# [Task details]
Could you return all of the records exactly as they stand?

# [Exercise data]

__________

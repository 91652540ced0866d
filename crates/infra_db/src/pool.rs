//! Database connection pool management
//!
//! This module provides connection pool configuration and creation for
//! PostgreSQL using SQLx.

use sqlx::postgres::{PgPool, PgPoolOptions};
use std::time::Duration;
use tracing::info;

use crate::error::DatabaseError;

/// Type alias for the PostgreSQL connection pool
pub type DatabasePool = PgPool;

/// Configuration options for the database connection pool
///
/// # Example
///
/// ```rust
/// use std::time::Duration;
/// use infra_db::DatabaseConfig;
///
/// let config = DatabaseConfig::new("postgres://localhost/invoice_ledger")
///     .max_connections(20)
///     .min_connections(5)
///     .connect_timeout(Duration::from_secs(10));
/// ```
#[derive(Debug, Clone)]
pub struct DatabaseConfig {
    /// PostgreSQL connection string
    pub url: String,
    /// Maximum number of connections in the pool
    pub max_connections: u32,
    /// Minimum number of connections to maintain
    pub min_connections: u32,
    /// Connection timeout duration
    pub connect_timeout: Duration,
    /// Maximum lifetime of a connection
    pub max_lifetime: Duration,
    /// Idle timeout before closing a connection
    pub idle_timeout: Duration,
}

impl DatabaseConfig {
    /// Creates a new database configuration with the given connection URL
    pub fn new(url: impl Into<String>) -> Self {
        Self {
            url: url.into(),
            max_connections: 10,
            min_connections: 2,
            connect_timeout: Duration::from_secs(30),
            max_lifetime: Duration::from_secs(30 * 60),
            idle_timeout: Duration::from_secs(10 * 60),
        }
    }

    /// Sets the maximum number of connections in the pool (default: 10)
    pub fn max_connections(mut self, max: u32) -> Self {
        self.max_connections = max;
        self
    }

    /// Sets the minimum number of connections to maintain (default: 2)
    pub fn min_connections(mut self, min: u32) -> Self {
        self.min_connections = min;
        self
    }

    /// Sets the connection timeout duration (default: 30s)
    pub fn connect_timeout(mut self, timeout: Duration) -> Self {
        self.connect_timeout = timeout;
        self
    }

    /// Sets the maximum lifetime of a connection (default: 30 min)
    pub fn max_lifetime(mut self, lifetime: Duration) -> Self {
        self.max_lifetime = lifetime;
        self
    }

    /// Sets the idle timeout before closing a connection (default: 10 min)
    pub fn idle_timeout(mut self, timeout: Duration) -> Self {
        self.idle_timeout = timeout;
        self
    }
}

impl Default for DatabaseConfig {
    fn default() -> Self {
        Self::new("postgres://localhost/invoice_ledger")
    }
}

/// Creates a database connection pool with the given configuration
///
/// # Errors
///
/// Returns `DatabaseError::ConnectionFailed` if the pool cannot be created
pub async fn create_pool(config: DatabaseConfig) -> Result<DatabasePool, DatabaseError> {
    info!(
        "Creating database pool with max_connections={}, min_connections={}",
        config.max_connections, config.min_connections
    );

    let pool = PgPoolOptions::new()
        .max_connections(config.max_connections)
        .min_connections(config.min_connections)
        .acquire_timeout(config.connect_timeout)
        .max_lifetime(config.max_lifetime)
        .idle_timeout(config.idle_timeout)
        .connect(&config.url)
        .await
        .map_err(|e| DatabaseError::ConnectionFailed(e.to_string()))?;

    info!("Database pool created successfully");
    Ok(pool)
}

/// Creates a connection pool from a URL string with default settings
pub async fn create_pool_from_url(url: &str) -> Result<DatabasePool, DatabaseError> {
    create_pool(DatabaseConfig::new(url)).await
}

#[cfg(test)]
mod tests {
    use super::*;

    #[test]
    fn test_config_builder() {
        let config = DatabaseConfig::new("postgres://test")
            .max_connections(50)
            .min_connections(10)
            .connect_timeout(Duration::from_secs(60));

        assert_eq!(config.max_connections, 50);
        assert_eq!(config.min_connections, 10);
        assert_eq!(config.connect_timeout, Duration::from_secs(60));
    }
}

__________

# [Response to this task]
repository 91652540ced0866d
filename crates/infra_db/src/pool.rs
//! Database connection pool management
//!
//! This module provides connection pool configuration and creation for
//! PostgreSQL using SQLx.

use sqlx::postgres::{PgPool, PgPoolOptions};
use std::time::Duration;
use tracing::info;

use crate::error::DatabaseError;

/// Type alias for the PostgreSQL connection pool
pub type DatabasePool = PgPool;

/// Configuration options for the database connection pool
///
/// # Example
///
/// ```rust
/// use std::time::Duration;
/// use infra_db::DatabaseConfig;
///
/// let config = DatabaseConfig::new("postgres://localhost/invoice_ledger")
///     .max_connections(20)
///     .min_connections(5)
///     .connect_timeout(Duration::from_secs(10));
/// ```
#[derive(Debug, Clone)]
pub struct DatabaseConfig {
    /// PostgreSQL connection string
    pub url: String,
    /// Maximum number of connections in the pool
    pub max_connections: u32,
    /// Minimum number of connections to maintain
    pub min_connections: u32,
    /// Connection timeout duration
    pub connect_timeout: Duration,
    /// Maximum lifetime of a connection
    pub max_lifetime: Duration,
    /// Idle timeout before closing a connection
    pub idle_timeout: Duration,
}

impl DatabaseConfig {
    /// Creates a new database configuration with the given connection URL
    pub fn new(url: impl Into<String>) -> Self {
        Self {
            url: url.into(),
            max_connections: 10,
            min_connections: 2,
            connect_timeout: Duration::from_secs(30),
            max_lifetime: Duration::from_secs(30 * 60),
            idle_timeout: Duration::from_secs(10 * 60),
        }
    }

    /// Sets the maximum number of connections in the pool (default: 10)
    pub fn max_connections(mut self, max: u32) -> Self {
        self.max_connections = max;
        self
    }

    /// Sets the minimum number of connections to maintain (default: 2)
    pub fn min_connections(mut self, min: u32) -> Self {
        self.min_connections = min;
        self
    }

    /// Sets the connection timeout duration (default: 30s)
    pub fn connect_timeout(mut self, timeout: Duration) -> Self {
        self.connect_timeout = timeout;
        self
    }

    /// Sets the maximum lifetime of a connection (default: 30 min)
    pub fn max_lifetime(mut self, lifetime: Duration) -> Self {
        self.max_lifetime = lifetime;
        self
    }

    /// Sets the idle timeout before closing a connection (default: 10 min)
    pub fn idle_timeout(mut self, timeout: Duration) -> Self {
        self.idle_timeout = timeout;
        self
    }
}

impl Default for DatabaseConfig {
    fn default() -> Self {
        Self::new("postgres://localhost/invoice_ledger")
    }
}

/// Creates a database connection pool with the given configuration
///
/// # Errors
///
/// Returns `DatabaseError::ConnectionFailed` if the pool cannot be created
pub async fn create_pool(config: DatabaseConfig) -> Result<DatabasePool, DatabaseError> {
    info!(
        "Creating database pool with max_connections={}, min_connections={}",
        config.max_connections, config.min_connections
    );

    let pool = PgPoolOptions::new()
        .max_connections(config.max_connections)
        .min_connections(config.min_connections)
        .acquire_timeout(config.connect_timeout)
        .max_lifetime(config.max_lifetime)
        .idle_timeout(config.idle_timeout)
        .connect(&config.url)
        .await
        .map_err(|e| DatabaseError::ConnectionFailed(e.to_string()))?;

    info!("Database pool created successfully");
    Ok(pool)
}

/// Creates a connection pool from a URL string with default settings
pub async fn create_pool_from_url(url: &str) -> Result<DatabasePool, DatabaseError> {
    create_pool(DatabaseConfig::new(url)).await
}

#[cfg(test)]
mod tests {
    use super::*;

    #[test]
    fn test_config_builder() {
        let config = DatabaseConfig::new("postgres://test")
            .max_connections(50)
            .min_connections(10)
            .connect_timeout(Duration::from_secs(60));

        assert_eq!(config.max_connections, 50);
        assert_eq!(config.min_connections, 10);
        assert_eq!(config.connect_timeout, Duration::from_secs(60));
    }
}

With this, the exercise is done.